What is expected |
The expected output is the first line of the data below and every line after it, up to and including the line containing "const TYPES_DIR: &str", each reproduced exactly.

Materials provided |
//! Filesystem-backed object store
//!
//! Object keys are slash-separated paths and are mirrored as files under
//! `{base}/objects/`. The content type recorded at upload lives in a
//! parallel tree under `{base}/types/`.

use async_trait::async_trait;
use snapgate_core::effects::{ObjectStoreEffects, ObjectStoreError, StoredObject};
use std::io::ErrorKind;
use std::path::{Path, PathBuf};
use tokio::fs;

const OBJECTS_DIR: &str = "objects";
const TYPES_DIR: &str = "types";

/// Filesystem object store for single-node deployments
#[derive(Debug, Clone)]
pub struct FilesystemObjectStore {
    base_path: PathBuf,
}

impl FilesystemObjectStore {
    /// Store rooted at `base_path`
    pub fn new(base_path: PathBuf) -> Self {
        Self { base_path }
    }

    fn validate_key(key: &str) -> Result<(), ObjectStoreError> {
        if key.is_empty() || key.contains('\\') || key.contains('\0') {
            return Err(ObjectStoreError::InvalidKey(key.to_string()));
        }
        if key
            .split('/')
            .any(|segment| matches!(segment, "" | "." | ".."))
        {
            return Err(ObjectStoreError::InvalidKey(key.to_string()));
        }
        Ok(())
    }

    fn path(&self, tree: &str, key: &str) -> PathBuf {
        self.base_path.join(tree).join(key)
    }
}

fn unavailable(action: &str, e: std::io::Error) -> ObjectStoreError {
    ObjectStoreError::Unavailable(format!("Failed to {action}: {e}"))
}

async fn write_file(path: &Path, contents: &[u8]) -> Result<(), ObjectStoreError> {
    if let Some(parent) = path.parent() {
        fs::create_dir_all(parent)
            .await
            .map_err(|e| unavailable("create directory", e))?;
    }
    fs::write(path, contents)
        .await
        .map_err(|e| unavailable("write file", e))
}

async fn remove_if_present(path: &Path) -> Result<(), ObjectStoreError> {
    match fs::remove_file(path).await {
        Ok(()) => Ok(()),
        Err(e) if e.kind() == ErrorKind::NotFound => Ok(()),
        Err(e) => Err(unavailable("remove file", e)),
    }
}

#[async_trait]
impl ObjectStoreEffects for FilesystemObjectStore {
    async fn put(
        &self,
        key: &str,
        body: Vec<u8>,
        content_type: Option<&str>,
    ) -> Result<(), ObjectStoreError> {
        Self::validate_key(key)?;
        write_file(&self.path(OBJECTS_DIR, key), &body).await?;
        let type_path = self.path(TYPES_DIR, key);
        match content_type {
            Some(content_type) => write_file(&type_path, content_type.as_bytes()).await,
            None => remove_if_present(&type_path).await,
        }
    }

    async fn get(&self, key: &str) -> Result<Option<StoredObject>, ObjectStoreError> {
        if Self::validate_key(key).is_err() {
            return Ok(None);
        }
        let body = match fs::read(self.path(OBJECTS_DIR, key)).await {
            Ok(body) => body,
            Err(e) if e.kind() == ErrorKind::NotFound => return Ok(None),
            Err(e) => return Err(unavailable("read object", e)),
        };
        let content_type = match fs::read_to_string(self.path(TYPES_DIR, key)).await {
            Ok(content_type) => Some(content_type),
            Err(e) if e.kind() == ErrorKind::NotFound => None,
            Err(e) => return Err(unavailable("read content type", e)),
        };
        Ok(Some(StoredObject { body, content_type }))
    }

    async fn delete(&self, keys: &[String]) -> Result<(), ObjectStoreError> {
        for key in keys {
            if Self::validate_key(key).is_err() {
                continue;
            }
            remove_if_present(&self.path(OBJECTS_DIR, key)).await?;
            remove_if_present(&self.path(TYPES_DIR, key)).await?;
        }
        Ok(())
    }

    async fn list(&self, prefix: &str) -> Result<Vec<String>, ObjectStoreError> {
        let root = self.base_path.join(OBJECTS_DIR);
        let mut pending = vec![(root, String::new())];
        let mut keys = Vec::new();

        while let Some((dir, key_prefix)) = pending.pop() {
            let mut entries = match fs::read_dir(&dir).await {
                Ok(entries) => entries,
                Err(e) if e.kind() == ErrorKind::NotFound => continue,
                Err(e) => return Err(unavailable("read directory", e)),
            };
            while let Some(entry) = entries
                .next_entry()
                .await
                .map_err(|e| unavailable("read directory entry", e))?
            {
                let Some(name) = entry.file_name().to_str().map(str::to_string) else {
                    continue;
                };
                let key = format!("{key_prefix}{name}");
                let file_type = entry
                    .file_type()
                    .await
                    .map_err(|e| unavailable("stat entry", e))?;
                if file_type.is_dir() {
                    pending.push((entry.path(), format!("{key}/")));
                } else if key.starts_with(prefix) {
                    keys.push(key);
                }
            }
        }
        keys.sort();
        Ok(keys)
    }
}

#[cfg(test)]
mod tests {
    use super::*;

    #[tokio::test]
    async fn stores_bodies_and_content_types() {
        let dir = tempfile::tempdir().unwrap();
        let store = FilesystemObjectStore::new(dir.path().to_path_buf());
        assert!(store.get("snap/a/index.html").await.unwrap().is_none());
        assert!(store.list("snap/").await.unwrap().is_empty());

        store
            .put("snap/a/index.html", b"<p>hi</p>".to_vec(), Some("text/html"))
            .await
            .unwrap();
        store
            .put("snap/a/assets/app.js", b"1".to_vec(), None)
            .await
            .unwrap();
        store.put("snap/b/index.html", vec![], None).await.unwrap();

        let obj = store.get("snap/a/index.html").await.unwrap().unwrap();
        assert_eq!(obj.body, b"<p>hi</p>");
        assert_eq!(obj.content_type.as_deref(), Some("text/html"));
        assert_eq!(
            store.list("snap/a/").await.unwrap(),
            vec![
                "snap/a/assets/app.js".to_string(),
                "snap/a/index.html".to_string()
            ]
        );

        store
            .delete(&["snap/a/index.html".to_string(), "missing".to_string()])
            .await
            .unwrap();
        assert!(store.get("snap/a/index.html").await.unwrap().is_none());
        assert_eq!(store.list("snap/").await.unwrap().len(), 2);
    }

    #[tokio::test]
    async fn traversal_keys_are_rejected() {
        let dir = tempfile::tempdir().unwrap();
        let store = FilesystemObjectStore::new(dir.path().join("store"));
        for key in ["../escape", "snap/../../etc/passwd", "/abs", "a//b", ""] {
            assert!(
                matches!(
                    store.put(key, b"x".to_vec(), None).await,
                    Err(ObjectStoreError::InvalidKey(_))
                ),
                "{key:?}"
            );
            assert!(store.get(key).await.unwrap().is_none());
        }
        assert!(!dir.path().join("escape").exists());
    }
}
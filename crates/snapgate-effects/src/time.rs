//! Time source handlers
//!
//! Production handler reads the system clock; the simulated handler only
//! moves when a test tells it to.

use parking_lot::Mutex;
use snapgate_core::effects::TimeSource;
use std::sync::Arc;
use std::time::{Duration, SystemTime, UNIX_EPOCH};

/// System clock time source for production use
#[derive(Debug, Clone, Copy, Default)]
pub struct SystemTimeSource;

impl SystemTimeSource {
    /// Create a new system time source
    pub fn new() -> Self {
        Self
    }
}

impl TimeSource for SystemTimeSource {
    #[allow(clippy::disallowed_methods)]
    fn now_ms(&self) -> u64 {
        // Only effect handlers read the wall clock directly
        SystemTime::now()
            .duration_since(UNIX_EPOCH)
            .unwrap_or(Duration::ZERO)
            .as_millis() as u64
    }
}

/// Simulated time source for deterministic tests
///
/// Clones share the same clock.
#[derive(Debug, Clone)]
pub struct SimulatedTimeSource {
    current_ms: Arc<Mutex<u64>>,
}

impl SimulatedTimeSource {
    /// Start the clock at `initial_ms`
    pub fn new(initial_ms: u64) -> Self {
        Self {
            current_ms: Arc::new(Mutex::new(initial_ms)),
        }
    }

    /// Start at 2024-01-15T12:34:56Z
    pub fn from_recent() -> Self {
        Self::new(1_705_322_096_000)
    }

    /// Move the clock forward
    pub fn advance_ms(&self, ms: u64) {
        let mut now = self.current_ms.lock();
        *now = now.saturating_add(ms);
    }

    /// Move the clock forward by whole seconds
    pub fn advance_secs(&self, secs: u64) {
        self.advance_ms(secs.saturating_mul(1000));
    }

    /// Jump to an absolute time
    pub fn set_ms(&self, ms: u64) {
        *self.current_ms.lock() = ms;
    }
}

impl TimeSource for SimulatedTimeSource {
    fn now_ms(&self) -> u64 {
        *self.current_ms.lock()
    }

    fn is_simulated(&self) -> bool {
        true
    }
}
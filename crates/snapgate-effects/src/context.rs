//! Bundle of injectable clock and randomness

use crate::{OsRandomSource, SeededRandomSource, SimulatedTimeSource, SystemTimeSource};
use snapgate_core::effects::{RandomSource, TimeSource};
use std::sync::Arc;

/// Clock and randomness passed to every domain component
#[derive(Clone)]
pub struct Effects {
    /// Wall clock
    pub time: Arc<dyn TimeSource>,
    /// Entropy for ids, salts and passwords
    pub random: Arc<dyn RandomSource>,
}

impl Effects {
    /// System clock and OS randomness
    pub fn production() -> Self {
        Self {
            time: Arc::new(SystemTimeSource::new()),
            random: Arc::new(OsRandomSource::new()),
        }
    }

    /// Simulated clock and seeded randomness
    pub fn deterministic(seed: u64, clock: SimulatedTimeSource) -> Self {
        Self {
            time: Arc::new(clock),
            random: Arc::new(SeededRandomSource::new(seed)),
        }
    }

    /// Current time in milliseconds
    pub fn now_ms(&self) -> u64 {
        self.time.now_ms()
    }

    /// Current time in whole seconds
    pub fn now_secs(&self) -> u64 {
        self.time.now_secs()
    }
}

impl std::fmt::Debug for Effects {
    fn fmt(&self, f: &mut std::fmt::Formatter<'_>) -> std::fmt::Result {
        f.debug_struct("Effects")
            .field("simulated", &self.time.is_simulated())
            .finish_non_exhaustive()
    }
}

impl Default for Effects {
    fn default() -> Self {
        Self::production()
    }
}

#[cfg(test)]
mod tests {
    use super::*;

    #[test]
    fn deterministic_effects_follow_the_shared_clock() {
        let clock = SimulatedTimeSource::new(5_000);
        let effects = Effects::deterministic(1, clock.clone());
        clock.advance_secs(1);
        assert_eq!(effects.now_ms(), 6_000);
        assert_eq!(effects.now_secs(), 6);
        assert!(effects.time.is_simulated());
        assert_eq!(
            effects.random.random_bytes(8),
            Effects::deterministic(1, clock).random.random_bytes(8)
        );
    }
}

Completed exercise |
//! Filesystem-backed object store
//!
//! Object keys are slash-separated paths and are mirrored as files under
//! `{base}/objects/`. The content type recorded at upload lives in a
//! parallel tree under `{base}/types/`.

use async_trait::async_trait;
use snapgate_core::effects::{ObjectStoreEffects, ObjectStoreError, StoredObject};
use std::io::ErrorKind;
use std::path::{Path, PathBuf};
use tokio::fs;

const OBJECTS_DIR: &str = "objects";
const TYPES_DIR: &str = "types";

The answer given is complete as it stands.